O processo de destilação envolve treinar um modelo de IA menor ao fazer repetidas perguntas a um modelo maior e mais potente, aprendendo com suas respostas. Embora seja uma técnica legítima para otimização interna, seu uso por terceiros para copiar um concorrente é quase universalmente proibido nos termos de serviço das plataformas. A acusação americana vai além: para as empresas chinesas, a destilação não seria um complemento, mas "o núcleo de sua estratégia de desenvolvimento de IA", conforme reportagem do site The Register.
A Guerra Fria do Código
A operação, segundo as agências, é sofisticada e deliberadamente ofuscada. As empresas chinesas estariam usando uma combinação de APIs nativas, provedores de nuvem e agregadores de terceiros para esconder a origem das requisições. O relatório aponta ainda para a existência de um "mercado cinza de proxies", apelidado de "estações de transferência", que revendem acesso aos modelos americanos a preços reduzidos, burlando restrições geográficas e proteções contratuais.
O pano de fundo é a acirrada competição geopolítica e econômica em IA. Enquanto empresas americanas investem bilhões de dólares em infraestrutura e pesquisa para treinar seus modelos, a destilação permitiria que concorrentes chineses alcançassem performance similar com uma fração do custo. A prática, se confirmada em escala industrial, representa uma ameaça direta ao modelo de negócio e à vantagem competitiva construída pelos laboratórios de IA do Ocidente.
O Impacto no Mercado
As alegações miram diretamente em sucessos recentes do mercado chinês. A DeepSeek, por exemplo, assustou investidores ao anunciar ter treinado seus modelos com uma capacidade computacional surpreendentemente baixa. A acusação americana sugere que isso não foi um salto de eficiência, mas resultado do uso de dados sintéticos gerados pela destilação de modelos americanos. Da mesma forma, a Alibaba teria usado a técnica para aprimorar sua família de modelos Qwen, que hoje compete em qualidade com os rivais ocidentais, sendo muitas vezes oferecida gratuitamente.

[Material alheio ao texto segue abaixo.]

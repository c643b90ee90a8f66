//! Terminal methods
//!
//! Execute the retrieval against a source tree.

use dendro_core::error::ParseResult;
use dendro_core::traversal;
use dendro_core::{GetError, Node, Outcome, Value};

use crate::builder::core::Get;

impl Get {
    /// Retrieve a plain value
    ///
    /// Missing results become the default (null when unset).
    ///
    /// # Errors
    /// * `GetError::Parse` when the path is malformed
    /// * `GetError::Strict` when the result is missing under strict retrieval
    pub fn from(&self, source: &Value) -> Result<Value, GetError> {
        if self.debug_enabled {
            log::debug!("Get builder: evaluating '{}' with {:?}", self.path, self.options);
        }
        traversal::get(source, &self.path, &self.options)
    }

    /// Retrieve a mapper output node
    ///
    /// Missing results with a drop level become [`Node::Drop`] markers.
    ///
    /// # Errors
    /// Same as [`Get::from`].
    pub fn node(&self, source: &Value) -> Result<Node, GetError> {
        if self.debug_enabled {
            log::debug!("Get builder: evaluating node '{}'", self.path);
        }
        traversal::get_node(source, &self.path, &self.options)
    }

    /// Retrieve the decorated outcome without applying default, drop or strict
    ///
    /// # Errors
    /// `ParseError::Malformed` when the path is malformed.
    pub fn outcome(&self, source: &Value) -> ParseResult<Outcome> {
        let outcome = traversal::retrieve(source, &self.path, &self.options)?;
        if self.debug_enabled {
            tracing::debug!(path = %self.path, found = outcome.is_found(), "Get builder outcome");
        }
        Ok(outcome)
    }

    /// Turn the builder into a transform usable inside another retrieval
    ///
    /// The nested retrieval runs against the transformed value, so
    /// `map_each(Get::path("id").into_transform())` extracts `id` from every
    /// element of a sequence.
    #[must_use]
    pub fn into_transform(self) -> impl Fn(Value) -> anyhow::Result<Value> + Clone + Send + Sync + 'static {
        move |value| Ok(self.from(&value)?)
    }
}
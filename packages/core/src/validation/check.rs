//! The check capability

use std::fmt::Debug;

use crate::value::Value;

/// The field a check is evaluated against
#[derive(Debug, Clone, Copy, PartialEq)]
pub enum Field<'a> {
    /// The path resolved to this value (possibly a deliberate null)
    Present(&'a Value),
    /// The path resolved to nothing
    Missing,
}

impl<'a> Field<'a> {
    /// The value when present and not null
    #[inline]
    #[must_use]
    pub fn value(self) -> Option<&'a Value> {
        match self {
            Field::Present(Value::Null) | Field::Missing => None,
            Field::Present(value) => Some(value),
        }
    }

    /// Missing or null
    #[inline]
    #[must_use]
    pub fn is_absent(self) -> bool {
        self.value().is_none()
    }
}

/// How a check affects the required-field logic of its constraint
#[derive(Debug, Clone, Copy, PartialEq, Eq, Default)]
pub enum Requirement {
    /// Plain value check
    #[default]
    Neutral,
    /// Absence is a failure
    Required,
    /// Absence skips every other check on the field
    Optional,
}

/// An atomic validation predicate
///
/// Implement this to add checks of your own; they compose with the built-ins
/// through [`Constraint`](super::Constraint).
///
/// Value checks should pass on absent fields and leave absence to
/// [`IsRequired`](super::IsRequired).
pub trait Check: Debug + Send + Sync {
    /// `Ok(())` on pass, `Err(message)` on failure
    ///
    /// # Errors
    /// Returns the failure message when the field does not satisfy the check.
    fn evaluate(&self, field: Field<'_>) -> Result<(), String>;

    /// Role of this check in required-field logic
    fn requirement(&self) -> Requirement {
        Requirement::Neutral
    }
}
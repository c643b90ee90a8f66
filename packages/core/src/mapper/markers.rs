//! Drop levels

use std::fmt;

use serde::{Deserialize, Serialize};

/// How far up the output tree a missing retrieval nulls its ancestor
#[derive(Debug, Clone, Copy, PartialEq, Eq, Hash, Default, Serialize, Deserialize)]
#[serde(rename_all = "snake_case")]
pub enum DropLevel {
    /// Missing values just become null (or the default)
    #[default]
    None,
    /// Null the immediately enclosing mapping or sequence
    ThisObject,
    /// Null the container enclosing this object
    Parent,
    /// Two containers above this object
    Grandparent,
    /// Three containers above this object
    GreatGrandparent,
    /// Null the nearest enclosing element of a sequence
    ThisListItem,
    /// Null the top-level entry of the output root holding the marker
    ThisLevelRoot,
}

impl DropLevel {
    /// Containers to climb for the fixed-distance levels
    #[must_use]
    pub fn climb(self) -> Option<usize> {
        match self {
            DropLevel::ThisObject => Some(1),
            DropLevel::Parent => Some(2),
            DropLevel::Grandparent => Some(3),
            DropLevel::GreatGrandparent => Some(4),
            DropLevel::None | DropLevel::ThisListItem | DropLevel::ThisLevelRoot => None,
        }
    }
}

impl fmt::Display for DropLevel {
    fn fmt(&self, f: &mut fmt::Formatter<'_>) -> fmt::Result {
        let name = match self {
            DropLevel::None => "NONE",
            DropLevel::ThisObject => "THIS_OBJECT",
            DropLevel::Parent => "PARENT",
            DropLevel::Grandparent => "GRANDPARENT",
            DropLevel::GreatGrandparent => "GREATGRANDPARENT",
            DropLevel::ThisListItem => "THIS_LIST_ITEM",
            DropLevel::ThisLevelRoot => "THIS_LEVEL_ROOT",
        };
        f.write_str(name)
    }
}
//! Error types

use thiserror::Error;

use crate::traversal::MissingReason;

/// Result type for path compilation
pub type ParseResult<T> = Result<T, ParseError>;

/// Path syntax error
///
/// Always fatal to the parse call; there is no partial path.
#[derive(Debug, Clone, PartialEq, Eq, Error)]
pub enum ParseError {
    /// The path string does not follow the path grammar
    #[error("malformed path '{path}': {reason} at position {position}")]
    Malformed {
        /// The offending path string
        path: String,
        /// What was wrong with it
        reason: String,
        /// Character offset where the problem was detected
        position: usize,
    },
}

/// Failure at the public retrieval boundary
#[derive(Debug, Clone, PartialEq, Error)]
pub enum GetError {
    /// The path string could not be compiled
    #[error(transparent)]
    Parse(#[from] ParseError),

    /// Strict retrieval resolved to nothing
    #[error("strict retrieval of '{path}' found nothing: {reason}")]
    Strict {
        /// Path that was requested
        path: String,
        /// Why nothing was found
        reason: MissingReason,
    },
}

/// Failure while running a [`Mapper`](crate::mapper::Mapper)
#[derive(Debug, Error)]
pub enum MapperError {
    /// The mapping function itself failed; surfaced unchanged
    #[error(transparent)]
    Mapping(#[from] anyhow::Error),

    /// A drop marker names a container above the output root
    #[error("drop level {level} reaches above the output root (marker is {depth} levels deep)")]
    DropOutOfBounds {
        /// Requested level
        level: crate::mapper::DropLevel,
        /// Containers between the marker and the root, inclusive
        depth: usize,
    },
}

/// Invalid or unreadable configuration
#[derive(Debug, Error)]
pub enum ConfigError {
    /// A field holds a value outside its accepted range
    #[error("invalid value for {field}: {message}")]
    InvalidValue {
        /// Name of the field
        field: &'static str,
        /// Explanation
        message: String,
    },

    /// Configuration JSON could not be deserialized
    #[error("failed to parse configuration: {0}")]
    Parse(#[from] serde_json::Error),

    /// An environment variable held an unparseable value
    #[error("environment variable {var} has invalid value '{value}'")]
    Env {
        /// Variable name
        var: &'static str,
        /// Raw value found
        value: String,
    },
}
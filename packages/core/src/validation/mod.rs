//! Validation engine
//!
//! Atomic [`Check`]s compose into [`Constraint`]s (`&` for all-of, `|` for
//! any-of, nested field mappings, per-item rules), constraints attach to a
//! field path through a [`Rule`], and rules gather into [`RuleGroup`]s.
//! [`validate`] runs them against a value and returns every failure as a
//! field-qualified [`ValidationError`], in declaration order.
//!
//! ```
//! use dendro_core::validation::{InRange, IsRequired, Rule, RuleGroup, validate};
//! use serde_json::json;
//!
//! let rules = RuleGroup::all([
//!     Rule::new("age", IsRequired),
//!     Rule::new("age", InRange::new(18, 99)),
//! ]);
//! assert!(validate(&json!({"age": 25}), &rules).is_ok());
//!
//! let errors = validate(&json!({"age": 10}), &rules).unwrap_err();
//! assert_eq!(errors.len(), 1);
//! assert_eq!(errors[0].field.to_string(), "age");
//! ```

mod check;
mod checks;
mod constraint;
mod engine;
mod error;
mod ops;
mod rules;

pub use check::{Check, Field, Requirement};
pub use checks::{
    Equals, InRange, InSet, IsOptional, IsRequired, IsType, Matches, MaxCount, MinCount,
    NotRequired, Predicate,
};
pub use constraint::Constraint;
pub use engine::{Validate, validate};
pub use error::{ValidationError, ValidationErrors};
pub use rules::{GroupMode, Member, Rule, RuleGroup};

Como resposta, as agências americanas recomendam que as empresas de IA reforcem suas defesas, monitorando picos de uso em contas novas e até mesmo "alterando sutilmente as respostas" para suspeitos de destilação, de modo a degradar a qualidade do modelo copiado. A China, por sua vez, nega as acusações e acusa os EUA da mesma prática.
A disputa sobre a destilação de modelos abre um novo front na guerra tecnológica entre as duas potências. Depois dos chips e do hardware, a batalha agora se move para a própria arquitetura e propriedade intelectual do software que define a inteligência artificial. A questão que fica no ar é se um modelo de IA pode, de fato, ser um ativo proprietário defensável.